Royaume-Uni : l’accès à la nationalité britannique facilitée pour Hong Kong

En permettant aux résidents de Hong Kong de voter avec leurs pieds, le Royaume-Uni pourrait combattre très pratiquement le totalitarisme chinois en se faisant le refuge de la liberté individuelle.

Par Frédéric Mas.

En réponse à la répression chinoise de Hong Kong, le Royaume-Uni a décidé de faciliter l’accès à la nationalité britannique aux résidents de son ancienne colonie. « Si la Chine applique cette législation sur la sécurité nationale, nous donnerons à ceux qui détiennent des passeports BNO (British National Overseas’ Passports) le droit de venir au Royaume-Uni » a déclaré le secrétaire d’État aux affaires étrangères et aux relations avec le Commonwealth Dominic Raab, interrogé par la BBC dimanche dernier.

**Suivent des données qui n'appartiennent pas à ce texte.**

//! Declarative field rules for ride creation payloads.
//!
//! Every rule is evaluated against the payload; all violations are reported
//! together in field order.

use serde::Serialize;
use serde_json::{Map, Value};

use crate::models::NewRide;

/// A field-level validation error
#[derive(Debug, Clone, PartialEq, Serialize)]
pub struct FieldError {
    pub field: String,
    pub message: String,
}

impl FieldError {
    pub fn new(field: impl Into<String>, message: impl Into<String>) -> Self {
        Self {
            field: field.into(),
            message: message.into(),
        }
    }
}

/// A JSON number within an inclusive range, in degrees.
#[derive(Debug, Clone, Copy)]
pub struct DegreesRule {
    pub field: &'static str,
    pub min: f64,
    pub max: f64,
}

/// A JSON string with at least one character.
#[derive(Debug, Clone, Copy)]
pub struct TextRule {
    pub field: &'static str,
}

const fn latitude(field: &'static str) -> DegreesRule {
    DegreesRule {
        field,
        min: -90.0,
        max: 90.0,
    }
}

const fn longitude(field: &'static str) -> DegreesRule {
    DegreesRule {
        field,
        min: -180.0,
        max: 180.0,
    }
}

pub const START_LAT: DegreesRule = latitude("start_lat");
pub const START_LONG: DegreesRule = longitude("start_long");
pub const END_LAT: DegreesRule = latitude("end_lat");
pub const END_LONG: DegreesRule = longitude("end_long");
pub const RIDER_NAME: TextRule = TextRule { field: "rider_name" };
pub const DRIVER_NAME: TextRule = TextRule { field: "driver_name" };
pub const DRIVER_VEHICLE: TextRule = TextRule { field: "driver_vehicle" };

impl DegreesRule {
    pub fn check(&self, object: &Map<String, Value>) -> Result<f64, FieldError> {
        let bounds = format!("between {} and {} degrees", self.min, self.max);
        match object.get(self.field) {
            None | Some(Value::Null) => Err(FieldError::new(
                self.field,
                format!("{} is required and must be a number {}", self.field, bounds),
            )),
            Some(Value::Number(n)) => match n.as_f64() {
                Some(v) if (self.min..=self.max).contains(&v) => Ok(v),
                _ => Err(FieldError::new(
                    self.field,
                    format!("{} must be {}", self.field, bounds),
                )),
            },
            Some(_) => Err(FieldError::new(
                self.field,
                format!("{} must be a number {}", self.field, bounds),
            )),
        }
    }
}

impl TextRule {
    pub fn check(&self, object: &Map<String, Value>) -> Result<String, FieldError> {
        match object.get(self.field) {
            Some(Value::String(s)) if !s.is_empty() => Ok(s.clone()),
            _ => Err(FieldError::new(
                self.field,
                format!("{} must be a non empty string", self.field),
            )),
        }
    }
}

/// Validates a ride creation payload and normalizes it into a [`NewRide`].
pub fn validate_ride(payload: &Value) -> Result<NewRide, Vec<FieldError>> {
    let object = payload
        .as_object()
        .ok_or_else(|| vec![FieldError::new("body", "request body must be a JSON object")])?;

    match (
        START_LAT.check(object),
        START_LONG.check(object),
        END_LAT.check(object),
        END_LONG.check(object),
        RIDER_NAME.check(object),
        DRIVER_NAME.check(object),
        DRIVER_VEHICLE.check(object),
    ) {
        (
            Ok(start_lat),
            Ok(start_long),
            Ok(end_lat),
            Ok(end_long),
            Ok(rider_name),
            Ok(driver_name),
            Ok(driver_vehicle),
        ) => Ok(NewRide {
            start_lat,
            start_long,
            end_lat,
            end_long,
            rider_name,
            driver_name,
            driver_vehicle,
        }),
        (start_lat, start_long, end_lat, end_long, rider_name, driver_name, driver_vehicle) => {
            Err([
                start_lat.err(),
                start_long.err(),
                end_lat.err(),
                end_long.err(),
                rider_name.err(),
                driver_name.err(),
                driver_vehicle.err(),
            ]
            .into_iter()
            .flatten()
            .collect())
        }
    }
}

#[cfg(test)]
mod tests {
    use super::*;
    use serde_json::json;

    fn valid_payload() -> Value {
        json!({
            "start_lat": 0,
            "start_long": 0,
            "end_lat": 0,
            "end_long": 0,
            "rider_name": "rider1",
            "driver_name": "driver1",
            "driver_vehicle": "v1"
        })
    }

    fn fields(errors: &[FieldError]) -> Vec<&str> {
        errors.iter().map(|e| e.field.as_str()).collect()
    }

    #[test]
    fn accepts_well_formed_payload() {
        let ride = validate_ride(&valid_payload()).unwrap();
        assert_eq!(ride.start_lat, 0.0);
        assert_eq!(ride.rider_name, "rider1");
        assert_eq!(ride.driver_vehicle, "v1");
    }

    #[test]
    fn accepts_boundary_coordinates() {
        let mut payload = valid_payload();
        payload["start_lat"] = json!(-90);
        payload["end_lat"] = json!(90.0);
        payload["start_long"] = json!(-180);
        payload["end_long"] = json!(180);
        let ride = validate_ride(&payload).unwrap();
        assert_eq!(ride.start_lat, -90.0);
        assert_eq!(ride.end_long, 180.0);
    }

    #[test]
    fn rejects_latitude_out_of_range() {
        let mut payload = valid_payload();
        payload["start_lat"] = json!(91);
        let errors = validate_ride(&payload).unwrap_err();
        assert_eq!(fields(&errors), vec!["start_lat"]);
        assert!(errors[0].message.contains("between -90 and 90"));
    }

    #[test]
    fn rejects_longitude_out_of_range() {
        let mut payload = valid_payload();
        payload["end_long"] = json!(-180.5);
        let errors = validate_ride(&payload).unwrap_err();
        assert_eq!(fields(&errors), vec!["end_long"]);
        assert!(errors[0].message.contains("between -180 and 180"));
    }

    #[test]
    fn rejects_numeric_strings() {
        let mut payload = valid_payload();
        payload["start_long"] = json!("12");
        let errors = validate_ride(&payload).unwrap_err();
        assert_eq!(fields(&errors), vec!["start_long"]);
    }

    #[test]
    fn collects_every_violation_in_rule_order() {
        let payload = json!({
            "start_lat": 100,
            "end_long": 500,
            "rider_name": "",
            "driver_name": 7,
            "driver_vehicle": "car"
        });
        let errors = validate_ride(&payload).unwrap_err();
        assert_eq!(
            fields(&errors),
            vec!["start_lat", "start_long", "end_lat", "end_long", "rider_name", "driver_name"]
        );
        assert!(errors[1].message.contains("required"));
    }

    #[test]
    fn rules_yield_normalized_values() {
        let payload = valid_payload();
        let object = payload.as_object().unwrap();
        assert_eq!(START_LAT.check(object), Ok(0.0));
        assert_eq!(END_LONG.check(object), Ok(0.0));
        assert_eq!(DRIVER_NAME.check(object), Ok("driver1".to_string()));
    }

    #[test]
    fn rejects_non_object_body() {
        let errors = validate_ride(&json!([1, 2, 3])).unwrap_err();
        assert_eq!(fields(&errors), vec!["body"]);
    }

    #[test]
    fn names_are_passed_through_untrimmed() {
        let mut payload = valid_payload();
        payload["rider_name"] = json!("  spaced  ");
        let ride = validate_ride(&payload).unwrap();
        assert_eq!(ride.rider_name, "  spaced  ");
    }
}
pub mod ride;

pub use ride::{NewRide, Ride};
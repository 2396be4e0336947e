use tracing_subscriber::EnvFilter;

use crate::config::{AppConfig, LogFormat};

pub fn init(config: &AppConfig) {
    let filter = EnvFilter::new(&config.log_level);

    match config.log_format {
        LogFormat::Json => tracing_subscriber::fmt()
            .json()
            .with_env_filter(filter)
            .init(),
        LogFormat::Pretty => tracing_subscriber::fmt().with_env_filter(filter).init(),
    }
}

Dans un premier temps l’offre était proposée aux seuls détenteurs du fameux passeport. Vendredi, le gouvernement britannique a précisé que sa proposition était bien plus radicale : il proposait une voie vers la pleine citoyenneté aux 3 millions de résidents de Hong Kong nés avant 1997 et qui pouvaient demander ces passeports.

La fin de l’autonomie politique de Hong Kong

Depuis maintenant quelques semaines, Hong Kong est le théâtre d’un regain de protestations de la part des militants démocrates et pour l’autonomie de l’ex-colonie britannique.

Les autorités pro-chinoises ont en effet voté une loi sur la sécurité nationale qui aura pour effet de criminaliser toute activité jugée subversive par Pékin. Pour beaucoup d’observateurs, l’adoption de cette loi signe la fin du système hérité de 1997 admettant « un pays, deux systèmes », c’est-à-dire la garantie de l’autonomie de Hong Kong et des droits de ses citoyens à la liberté et à la démocratie.

Face à cette agression sans précédent contre les libertés de Hong Kong, les États-Unis n’ont pas tardé à répliquer. Donald Trump a déclaré vouloir supprimer les exemptions commerciales dont bénéficie Hong Kong, estimant que son statut désormais clairement rattaché à la Chine ne justifiait plus de tels privilèges.

Une manière efficace de combattre pour la liberté

Le geste britannique, comme celui américain, a agacé la Chine, qui prétend que le gouvernement de Boris Johnson viole sa souveraineté, en déniant aux habitants de Hong Kong la nationalité chinoise, que le Royaume-Uni a reconnu en 1984 par une déclaration jointe entre les deux pays.

En permettant aux résidents de Hong Kong de voter avec leurs pieds, le Royaume- Uni pourrait non seulement attirer à lui l’une des populations les plus prospères d’Asie, mais aussi combattre très pratiquement le totalitarisme chinois en se faisant le refuge de la liberté individuelle.

Si les paroles des politiques britanniques sont suivies d’effet, il n’y aura pas de meilleur sondage possible pour juger de l’attrait du « modèle de développement » de la dictature chinoise.